Because of the lack of the ligand for positive selection, transgenic thymocytes do not develop into mature CD4 single positive cells, but are arrested at the double-positive stage (FIGS. 2A-2C). As a consequence of the impaired thymic development, there are very few peripheral CD4⁺ lymphocytes (FIGS. 3A and 3B). Thymic development of CD4 cells is restored by providing positively selected peptide ligand. In this system, mice expressing pigeon cytochrome C specific TCR with the H2-DM, Ii and TCR chain genes knocked out were injected intraperitoneally with PCC50V54A peptide (FIGS. 2A-2C). The newly selected thymocytes mature in the thymus to single-positive CD4 cells and migrate to peripheral lymphoid organs (FIG. 3B). These T cells are functional and respond to antigenic stimuli (FIG. 7 and FIG. 11H). These data provide evidence that the T cell repertoire in the thymus can be manipulated in vivo resulting in the enrichment of the peripheral pool of T lymphocytes in cells with known antigen specificity. In addition, a category of peptide ligands have been identified with agonist properties that can induce positive selection, but at the same time are unable to induce negative selection at the concentration used. These two properties present useful criteria for the design of other peptides capable of positively selecting T cells with desired antigen specificities. Controlled thymic selection of T cells can thus be used to enhance or regulate the immune response directed against a specific antigen. Further, mice expressing transgenic receptor and devoid of molecules involved in antigen presentation (H2-DM and invariant chain) are a useful tool to study molecular mechanisms of thymic selection.
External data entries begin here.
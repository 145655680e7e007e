//! Prayer domains.
//!
//! Each prayer occurrence gets a single-instant domain: the moment one
//! must be ready to leave, `clock time + congregation offset - readiness
//! margin`, on the occurrence's date.

use chrono::{NaiveDate, NaiveDateTime};
use std::collections::HashMap;
use tracing::debug;

use super::clock::{CalculationMethod, ClockSource, Location, PrayerTimes};
use crate::config::PrayerTiming;
use crate::error::{Result, ScheduleError};
use crate::models::{PrayerDescriptor, PrayerKind, WeekDay};

/// All 35 weekly prayer occurrences, Saturday first, Fajr first.
pub fn week_prayers() -> Vec<PrayerDescriptor> {
    WeekDay::ALL
        .iter()
        .flat_map(|&day| PrayerKind::ALL.iter().map(move |&kind| PrayerDescriptor::new(kind, day)))
        .collect()
}

/// Generates prayer domains for one week, resolving each date once.
#[derive(Debug)]
pub struct PrayerDomainGenerator<C> {
    clock: C,
    location: Location,
    method: CalculationMethod,
    timing: PrayerTiming,
    week_start: NaiveDate,
    cache: HashMap<NaiveDate, PrayerTimes>,
}

impl<C: ClockSource> PrayerDomainGenerator<C> {
    pub fn new(
        clock: C,
        location: Location,
        method: CalculationMethod,
        timing: PrayerTiming,
        week_start: NaiveDate,
    ) -> Self {
        Self {
            clock,
            location,
            method,
            timing,
            week_start,
            cache: HashMap::new(),
        }
    }

    /// Clock times for `date`, from cache or the clock source.
    fn times_on(&mut self, date: NaiveDate) -> Result<&PrayerTimes> {
        if !self.cache.contains_key(&date) {
            debug!(%date, method = self.method.0, "resolving prayer times");
            let times = self.clock.prayer_times(date, &self.location, self.method)?;
            self.cache.insert(date, times);
        }
        self.cache
            .get(&date)
            .ok_or_else(|| ScheduleError::clock(date, "prayer times cache miss"))
    }

    /// The single start instant for `prayer`.
    pub fn start_for(&mut self, prayer: &PrayerDescriptor) -> Result<NaiveDateTime> {
        let date = prayer.day.date_in_week(self.week_start);
        let clock_time = self
            .times_on(date)?
            .get(prayer.kind)
            .ok_or_else(|| {
                ScheduleError::clock(date, format!("no {} time", prayer.kind.name()))
            })?;

        Ok(date.and_time(clock_time) + self.timing.congregation_offset(prayer.kind)
            - self.timing.readiness_margin())
    }

    /// One-element domain for `prayer`.
    pub fn domain(&mut self, prayer: &PrayerDescriptor) -> Result<Vec<NaiveDateTime>> {
        Ok(vec![self.start_for(prayer)?])
    }

    /// Number of distinct dates resolved so far.
    pub fn resolved_dates(&self) -> usize {
        self.cache.len()
    }
}

#[cfg(test)]
mod tests {
    use super::*;
    use crate::domain::clock::{StaticClock, TableClock};
    use chrono::NaiveTime;
    use std::cell::Cell;

    fn week() -> NaiveDate {
        NaiveDate::from_ymd_opt(2025, 12, 6).unwrap()
    }

    fn hm(h: u32, m: u32) -> NaiveTime {
        NaiveTime::from_hms_opt(h, m, 0).unwrap()
    }

    fn times() -> PrayerTimes {
        PrayerTimes::new()
            .with(PrayerKind::Fajr, hm(5, 0))
            .with(PrayerKind::Dhuhr, hm(11, 50))
            .with(PrayerKind::Asr, hm(14, 40))
            .with(PrayerKind::Maghrib, hm(17, 0))
            .with(PrayerKind::Isha, hm(18, 20))
    }

    /// Counts how often the clock is consulted.
    struct CountingClock {
        calls: Cell<usize>,
    }

    impl ClockSource for CountingClock {
        fn prayer_times(&self, _: NaiveDate, _: &Location, _: CalculationMethod) -> Result<PrayerTimes> {
            self.calls.set(self.calls.get() + 1);
            Ok(times())
        }
    }

    fn generator<C: ClockSource>(clock: C) -> PrayerDomainGenerator<C> {
        PrayerDomainGenerator::new(
            clock,
            Location::new(29.95, 31.07),
            CalculationMethod(5),
            PrayerTiming::default(),
            week(),
        )
    }

    #[test]
    fn test_week_prayers() {
        let prayers = week_prayers();
        assert_eq!(prayers.len(), 35);
        assert_eq!(prayers[0].name(), "Fajr_Saturday");
        assert_eq!(prayers[4].name(), "Isha_Saturday");
        assert_eq!(prayers[34].name(), "Isha_Friday");
    }

    #[test]
    fn test_start_applies_offset_and_margin() {
        let mut g = generator(StaticClock::new(times()));

        // Fajr: 05:00 + 20 - 10
        let fajr = PrayerDescriptor::new(PrayerKind::Fajr, WeekDay::Saturday);
        assert_eq!(g.start_for(&fajr).unwrap(), week().and_time(hm(5, 10)));

        // Maghrib on Monday: 17:00 + 5 - 10
        let maghrib = PrayerDescriptor::new(PrayerKind::Maghrib, WeekDay::Monday);
        let monday = WeekDay::Monday.date_in_week(week());
        assert_eq!(g.domain(&maghrib).unwrap(), vec![monday.and_time(hm(16, 55))]);
    }

    #[test]
    fn test_dates_resolved_once() {
        let clock = CountingClock { calls: Cell::new(0) };
        let mut g = generator(&clock);
        for prayer in week_prayers() {
            g.domain(&prayer).unwrap();
        }
        assert_eq!(clock.calls.get(), 7);
        assert_eq!(g.resolved_dates(), 7);
    }

    #[test]
    fn test_clock_failure_surfaces() {
        let clock = TableClock::new().with_day(week(), times());
        let mut g = generator(clock);

        let sat = PrayerDescriptor::new(PrayerKind::Asr, WeekDay::Saturday);
        assert!(g.domain(&sat).is_ok());

        let sun = PrayerDescriptor::new(PrayerKind::Asr, WeekDay::Sunday);
        assert!(matches!(
            g.domain(&sun),
            Err(ScheduleError::ClockResolution { .. })
        ));
    }
}
#[cfg(test)]
mod tests {
    use super::*;
    use crate::domain::{CalculationMethod, Location, PrayerTimes, StaticClock, TableClock};
    use crate::models::{
        ActivityDescriptor, ActivityKind, PrayerKind, Subject, TuitionDescriptor, WeekDay,
        WeeklyBusyTable,
    };
    use crate::scheduler::ActivityRequest;
    use crate::validation::ValidationErrorKind;
    use chrono::NaiveTime;

    fn week() -> NaiveDate {
        NaiveDate::from_ymd_opt(2025, 12, 6).unwrap()
    }

    fn sat(h: u32, m: u32) -> NaiveDateTime {
        week().and_hms_opt(h, m, 0).unwrap()
    }

    fn hm(h: u32, m: u32) -> NaiveTime {
        NaiveTime::from_hms_opt(h, m, 0).unwrap()
    }

    fn clock() -> StaticClock {
        StaticClock::new(
            PrayerTimes::new()
                .with(PrayerKind::Fajr, hm(5, 0))
                .with(PrayerKind::Dhuhr, hm(11, 50))
                .with(PrayerKind::Asr, hm(14, 40))
                .with(PrayerKind::Maghrib, hm(17, 0))
                .with(PrayerKind::Isha, hm(18, 20)),
        )
    }

    /// Busy all week except Saturday `from`..`until`.
    fn free_on_saturday(from: &str, until: &str) -> WeeklyBusyTable {
        let mut table = WeeklyBusyTable::new()
            .with_busy(WeekDay::Saturday, "00:00", from)
            .with_busy(WeekDay::Saturday, until, "00:00");
        for day in &WeekDay::ALL[1..] {
            table = table.with_busy(*day, "00:00", "00:00");
        }
        table
    }

    fn ali() -> Student {
        Student::new("s1", "Ali", "Hassan", 11).with_busy(free_on_saturday("14:00", "18:00"))
    }

    fn request() -> ScheduleRequest {
        ScheduleRequest::new(week())
            .with_student(ali())
            .with_tuition(TuitionDescriptor::new(Subject::Math).with_student(&ali()))
            .with_activity(
                ActivityRequest::new(ActivityDescriptor::new(
                    "Gym",
                    ActivityKind::Gym,
                    Duration::minutes(60),
                ))
                .with_busy(free_on_saturday("16:00", "23:00"))
                .interruptible(),
            )
            .with_prayers(Location::new(29.95, 31.07), CalculationMethod::default())
    }

    #[test]
    fn test_full_week_with_nested_prayers() {
        let outcome = WeeklyScheduler::new(clock()).run(&request()).unwrap();
        let timetable = outcome.timetable().unwrap();

        assert_eq!(timetable.len(), 35 + 2);
        assert!(timetable.overlaps().is_empty());

        // Asr starts at 14:40 + 10 - 10, forty minutes into the lesson.
        let math = timetable.entries.iter().find(|e| e.name == "Ali_Math").unwrap();
        assert_eq!(math.start, sat(14, 0));
        assert_eq!(math.effective_duration, Duration::minutes(105));
        assert_eq!(math.end, sat(15, 45));
        let asr = timetable.entry_for(math.nested[0]).unwrap();
        assert_eq!(asr.name, "Asr_Saturday");
        assert_eq!(asr.start, sat(14, 40));

        // Maghrib (16:55) nests inside the interruptible gym session.
        let gym = timetable.entries.iter().find(|e| e.name == "Gym").unwrap();
        assert_eq!(gym.start, sat(16, 0));
        assert_eq!(gym.end, sat(17, 15));
        assert_eq!(gym.kind, "activity");

        assert!(outcome.stats().nodes >= 38);
    }

    #[test]
    fn test_prayers_disabled_keeps_sessions_apart() {
        let mut request = request();
        request.config.prayers_interrupt_sessions = false;

        let outcome = WeeklyScheduler::new(clock()).run(&request).unwrap();
        let timetable = outcome.timetable().unwrap();
        let math = timetable.entries.iter().find(|e| e.name == "Ali_Math").unwrap();

        // Asr no longer nests; the first start it does not fall strictly
        // inside is Asr's own minute.
        assert_eq!(math.start, sat(14, 40));
        assert!(math.nested.is_empty());
    }

    #[test]
    fn test_empty_domain_is_infeasible() {
        let busy = Student::new("s2", "Omar", "Said", 10).with_busy(free_on_saturday("00:00", "00:00"));
        let request = ScheduleRequest::new(week())
            .with_tuition(TuitionDescriptor::new(Subject::IT).with_student(&busy))
            .with_student(busy);

        let outcome = WeeklyScheduler::new(clock()).run(&request).unwrap();
        assert!(matches!(outcome, ScheduleOutcome::Infeasible { .. }));
        assert!(outcome.timetable().is_none());
    }

    #[test]
    fn test_step_budget_interrupts() {
        let mut request = request();
        request.config.max_search_steps = Some(5);

        let outcome = WeeklyScheduler::new(clock()).run(&request).unwrap();
        assert!(matches!(outcome, ScheduleOutcome::Interrupted { .. }));
    }

    #[test]
    fn test_invalid_request_is_rejected() {
        let request = ScheduleRequest::new(week()).with_tuition(TuitionDescriptor::new(Subject::Biology));
        let err = WeeklyScheduler::new(clock()).run(&request).unwrap_err();
        assert!(matches!(err, ScheduleError::InvalidRequest(errors) if errors.len() == 1));
    }

    #[test]
    fn test_oversized_activity_is_rejected_before_search() {
        let request = request().with_activity(ActivityRequest::new(ActivityDescriptor::new(
            "Sabbatical",
            ActivityKind::Other,
            Duration::minutes(1_000_000_000_000),
        )));
        let err = WeeklyScheduler::new(clock()).run(&request).unwrap_err();
        assert!(matches!(
            err,
            ScheduleError::InvalidRequest(errors)
                if errors.len() == 1 && errors[0].kind == ValidationErrorKind::DurationOutOfRange
        ));
    }

    #[test]
    fn test_oversized_config_is_rejected_before_search() {
        let mut config = SchedulerConfig::default();
        config.default_tuition_minutes = i64::MAX;
        let request = request().with_config(config);
        let err = WeeklyScheduler::new(clock()).run(&request).unwrap_err();
        assert!(matches!(err, ScheduleError::InvalidRequest(errors) if errors.len() == 1));
    }

    #[test]
    fn test_week_must_start_on_saturday() {
        let request = ScheduleRequest::new(NaiveDate::from_ymd_opt(2025, 12, 8).unwrap());
        let err = WeeklyScheduler::new(clock()).run(&request).unwrap_err();
        assert!(matches!(err, ScheduleError::InvalidWeekStart { .. }));
    }

    #[test]
    fn test_clock_failure_aborts_run() {
        let err = WeeklyScheduler::new(TableClock::new()).run(&request()).unwrap_err();
        assert!(matches!(err, ScheduleError::ClockResolution { date, .. } if date == week()));
    }

    #[test]
    fn test_later_session_inside_earlier_window_is_not_rechecked() {
        // Both weekly lessons land on 14:00: the second one's constraint only
        // looks at sessions starting after it.
        let request = ScheduleRequest::new(week())
            .with_student(ali())
            .with_tuition(TuitionDescriptor::new(Subject::Math).with_student(&ali()))
            .with_tuition(TuitionDescriptor::new(Subject::Math).with_student(&ali()));

        let outcome = WeeklyScheduler::new(clock()).run(&request).unwrap();
        let timetable = outcome.timetable().unwrap();
        assert!(timetable.entries.iter().all(|e| e.start == sat(14, 0)));
        assert_eq!(timetable.overlaps(), vec![(SessionId(0), SessionId(1))]);
    }
}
The present invention therefore relates to a method of specifically enhancing/regulating an antigen specific population of T cells. In a basic embodiment of the invention, this method involves establishing a population of antigen specific T cells in a host comprising administering to the host a formulation comprising a peptide in a manner that the administration results in the presentation of the peptide in the thymus of said host such that the presentation results in the positive selection of thymocytes, thereby facilitating the maturation of the thymocytes to T cells specific for said peptide. Within the context of this method, it is envisioned that the thymocytes may be CD3 ⁺CD4⁺CD8⁺, and that they mature into T cells that are CD3⁺CD4⁺CD8⁻. It is further envisioned that specific embodiments will employ the administration of the peptide to a host that is immunologically immature. In a further embodiment, it is contemplated that the administered peptide will comprise a T cell epitope. It is envisioned that such a T cell epitope may be specific for an antigen, and specifically a pathogen antigen. One of ordinary skill would be aware of a variety of pathogens to which T cells are effective, although it is nevertheless specifically contemplated that the pathogen may be a virus, a bacteria, a helminth, a protozoa, and the like. In another embodiment specifically contemplated by the inventors, the antigen is a tumor antigen.

In envisioned embodiments of the invention, the claimed formulation may be delivered by any of a number of routes of administration which would ultimately facilitate thymic selection. Nevertheless, it is specifically envisioned that the peptide may be administered by injection, and further that said injection may be intraperitoneal. In a related context, it is contemplated that the peptide may be delivered in a pharmaceutically acceptable carrier or formulation.

In the context of the invention as claimed, it is specifically contemplated that embodiments of the invention will include a subsequent screening step wherein the host to which the peptide is administered is subsequently screened to detect the presence of T cells specific for the administered peptide. It is considered that this screening will generally be performed subsequent to the administration of said peptide to said host, although a prior control screening will generally also be applicable.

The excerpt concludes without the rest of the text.